Servirebbe anche che venisse spiegato il motivo del ricorso nei tribunali italiani, visto che i contratti stipulati dalla Città, anche con Intesa San Paolo, hanno una clausola esplicita che designa come foro competente Londra. Già il Comune di Venezia aveva avviato una causa analoga contro Dexia e San Paolo al Tribunale di Venezia, ma le banche hanno trascinato l’ente locale in giudizio a Londra e hanno vinto in appello. L’argomento più forte per il Comune sarebbe la sentenza n. 8770/2020 della Corte di Cassazione, che ha dichiarato nulli i derivati non approvati dal Consiglio Comunale ma solo dalla Giunta, come nel caso di Torino, ma essa non si applica in Inghilterra.

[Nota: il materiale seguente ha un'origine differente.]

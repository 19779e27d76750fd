//! エラーハンドリングシステム
//!
//! dynstr 全体で使用される統一されたエラー型とユーティリティを定義
//! 呼び出し側の誤り（範囲外アクセスなど）は panic、入出力や設定の失敗は `Result` で伝播する

use thiserror::Error;

/// クレート全体のエラー型
#[derive(Error, Debug, Clone)]
pub enum DynStrError {
    /// バッファ操作エラー
    #[error("Buffer operation failed: {0}")]
    Buffer(#[from] BufferError),

    /// 設定エラー
    #[error("Configuration error: {0}")]
    Config(#[from] ConfigError),

    /// 入出力エラー
    #[error("IO error: {message}")]
    Io { message: String },
}

/// バッファ操作固有のエラー
#[derive(Error, Debug, Clone, PartialEq, Eq)]
pub enum BufferError {
    #[error("Index {index} out of bounds for length {length}")]
    IndexOutOfBounds { index: usize, length: usize },

    #[error("Operation requires storage but the string is hollow")]
    Hollow,

    #[error("Capacity overflow")]
    CapacityOverflow,

    #[error("Allocation of capacity {capacity} failed")]
    AllocationFailed { capacity: usize },
}

/// 設定固有のエラー
#[derive(Error, Debug, Clone, PartialEq, Eq)]
pub enum ConfigError {
    #[error("Missing value for {flag}")]
    MissingValue { flag: String },

    #[error("Invalid value for {flag}: {value}")]
    InvalidValue { flag: String, value: String },

    #[error("Unknown flag: {flag}")]
    UnknownFlag { flag: String },
}

/// エラーレベル分類
#[derive(Debug, Clone, Copy, PartialEq, Eq)]
pub enum ErrorLevel {
    Warning,
    Error,
    Fatal,
}

impl DynStrError {
    /// エラーの重大度
    pub fn level(&self) -> ErrorLevel {
        match self {
            DynStrError::Buffer(BufferError::AllocationFailed { .. })
            | DynStrError::Buffer(BufferError::CapacityOverflow) => ErrorLevel::Fatal,
            DynStrError::Config(ConfigError::UnknownFlag { .. }) => ErrorLevel::Warning,
            _ => ErrorLevel::Error,
        }
    }
}

/// 重大度に応じてエラーをログに出力
pub fn report(error: &DynStrError) {
    match error.level() {
        ErrorLevel::Fatal => log::error!("fatal: {}", error),
        ErrorLevel::Error => log::error!("{}", error),
        ErrorLevel::Warning => log::warn!("{}", error),
    }
}

/// パニックハンドラの設定
///
/// 契約違反は即座に報告して終了する
pub fn setup_panic_handler() {
    std::panic::set_hook(Box::new(|panic_info| {
        let (file, line) = panic_info
            .location()
            .map(|location| (location.file(), location.line()))
            .unwrap_or(("unknown", 0));

        let message: &str = if let Some(s) = panic_info.payload().downcast_ref::<&str>() {
            s
        } else if let Some(s) = panic_info.payload().downcast_ref::<String>() {
            s
        } else {
            "Unknown panic payload"
        };

        log::error!("panic at {}:{}: {}", file, line, message);
        eprintln!("PANIC at {}:{}: {}", file, line, message);
        eprintln!("Stack trace: {}", std::backtrace::Backtrace::capture());

        std::process::exit(1);
    }));
}

/// プロジェクト標準のResult型
pub type Result<T> = std::result::Result<T, DynStrError>;

/// 各モジュール固有のResult型
pub mod buffer {
    pub type Result<T> = std::result::Result<T, super::BufferError>;
}

pub mod config {
    pub type Result<T> = std::result::Result<T, super::ConfigError>;
}

// std::io::Error から DynStrError への変換
impl From<std::io::Error> for DynStrError {
    fn from(error: std::io::Error) -> Self {
        DynStrError::Io { message: error.to_string() }
    }
}
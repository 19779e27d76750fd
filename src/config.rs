//! 並び替えデモの設定
//!
//! コマンドライン引数を解析して `SortOptions` を構築する

use crate::error::{config, ConfigError};
use crate::logging::LogLevel;
use std::path::{Path, PathBuf};

/// 1行あたりの初期容量
pub const DEFAULT_LINE_CAPACITY: usize = 16;

/// 使い方
pub const USAGE: &str = "\
usage: dynstr-sort [options]

Reads lines until an empty line, then prints them sorted in reverse
case-insensitive order.

options:
  --line-capacity <N>  initial capacity of each line (default 16)
  --verbose            log debug and reallocation details
  --quiet              log errors only
  --debug-log [PATH]   append log lines to PATH (default ~/.dynstr-log/debug.log)
  --no-prompt          do not print the prompt and header
  -h, --help           show this help";

/// 並び替えデモのオプション
#[derive(Debug, Clone, PartialEq, Eq)]
pub struct SortOptions {
    /// 入力1行ごとの初期容量
    pub line_capacity: usize,
    /// ログレベル
    pub log_level: LogLevel,
    /// ログ出力先（`Some(None)` は既定の場所）
    pub debug_log: Option<Option<PathBuf>>,
    /// プロンプトと見出しを表示するか
    pub show_prompt: bool,
    /// 使い方の表示要求
    pub show_help: bool,
}

impl Default for SortOptions {
    fn default() -> Self {
        Self {
            line_capacity: DEFAULT_LINE_CAPACITY,
            log_level: LogLevel::Warning,
            debug_log: None,
            show_prompt: true,
            show_help: false,
        }
    }
}

impl SortOptions {
    /// 引数列から構築（プログラム名は含めない）
    pub fn from_args(args: &[String]) -> config::Result<Self> {
        let mut options = Self::default();

        let mut iter = args.iter().peekable();
        while let Some(arg) = iter.next() {
            match arg.as_str() {
                "--line-capacity" => {
                    let value = iter.next().ok_or_else(|| ConfigError::MissingValue {
                        flag: arg.clone(),
                    })?;
                    options.line_capacity = value.parse().map_err(|_| ConfigError::InvalidValue {
                        flag: arg.clone(),
                        value: value.clone(),
                    })?;
                }
                "--verbose" => options.log_level = LogLevel::Debug,
                "--quiet" => options.log_level = LogLevel::Error,
                "--debug-log" => {
                    let path = iter
                        .next_if(|next| !next.starts_with('-'))
                        .map(PathBuf::from);
                    options.debug_log = Some(path);
                }
                "--no-prompt" => options.show_prompt = false,
                "-h" | "--help" => options.show_help = true,
                _ => {
                    return Err(ConfigError::UnknownFlag { flag: arg.clone() });
                }
            }
        }

        Ok(options)
    }

    /// ログファイルの出力先を解決
    pub fn resolve_log_path(&self) -> Option<PathBuf> {
        match &self.debug_log {
            Some(Some(path)) => Some(path.clone()),
            Some(None) => default_log_path(),
            None => None,
        }
    }
}

fn default_log_path() -> Option<PathBuf> {
    dirs::home_dir().map(|home| home.join(".dynstr-log").join("debug.log"))
}

/// ヘルパー：親ディレクトリを作成
pub fn ensure_parent_dir(path: &Path) -> std::io::Result<()> {
    if let Some(parent) = path.parent() {
        std::fs::create_dir_all(parent)?;
    }
    Ok(())
}
//! 動的文字列モジュール
//!
//! 容量管理付きの動的文字列本体、連結演算子、比較器、ストリーム入出力を提供

pub mod comparator;
mod concat;
pub mod dynamic_string;
mod serde_impl;
mod stream;

// 公開API
pub use comparator::{
    compare_reversed_case_insensitive, lexicographical_reversed_case_insensitive,
    sort_reversed_case_insensitive, BufferOrdering, ReverseCaseInsensitive,
};
pub use dynamic_string::{DynamicString, Iter, DEFAULT_CAPACITY, GROWTH_FACTOR, SENTINEL};
pub use crate::error::BufferError;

La causa sui derivati potrebbe essere l’occasione per mettere in discussione il rapporto tra banche e Comune. Unicredit e soprattutto San Paolo si atteggiano a benefattori disinteressati della Città, ma con gli interessi sui prestiti al Comune di Torino hanno lucrato grandi profitti (https://vll.staging.19.coop/territori/2023/10/05/torino-per-lassessora-al-bilancio-le-banche-hanno-sempre-ragione/). Nel periodo 2016-2023, le Fondazioni bancarie, specie “per iniziative sociali, per progetti educativi, per riserva di posti negli asili nido privati” hanno erogato poco più 69 milioni alla Città, una media di 8,7 milioni all’anno. Nello stesso periodo il San Paolo ha lucrato, per interessi sui mutui e sui derivati ben oltre 185 milioni di euro, Unicredit circa 93 milioni, comprensivi degli interessi come tesoriere comunale, per un totale di oltre 277 milioni di euro.
Questi lauti profitti, pari a quattro volte il valore delle erogazioni liberali, sono stati ottenuti attraverso le rinegoziazioni dei mutui San Paolo nel periodo 2010-2020 che, a fronte di un breve rinvio delle quote capitale e di riduzioni infinitesimali dei tassi, hanno prolungato, anche per gli anni successivi, interessi molto alti a tassi fuori mercato. Unicredit invece, forte del suo ruolo di tesoriere Comunale e della serie di anni in cui il conto di Torino era costantemente in rosso anche fino a 300 milioni di euro, ha imposto alla Città tassi sullo scoperto di cassa fino al 3-4% lucrando, nei soli anni 2016/23 oltre 54 milioni di euro.
La riservatezza delle cause, ribadita dall’assessora, lascia i torinesi e i consiglieri comunali completamente all’oscuro. Fa temere che il vero scopo delle cause sia puramente dimostrativo per mettersi al riparo dalle critiche. Il Comune di Venezia, protagonista di causa analoga con San Paolo, discute pubblicamente e indica una possibile via: trattare con le banche per arrivare a un compromesso che, pur senza recupero delle perdite già subite, permetta di limitare i danni per gli anni che restano fino alla scadenza degli ultimi derivati, 2032-2036. Superfluo aggiungere che – come riporta Il Fatto Quotidiano, – Unicredit, con 1306 milioni di euro nel 2023 e San Paolo, con 794 milioni, sono le principali banche finanziatrici delle imprese che vendono armi italiane nel mondo. Un triste primato, ma pecunia non olet.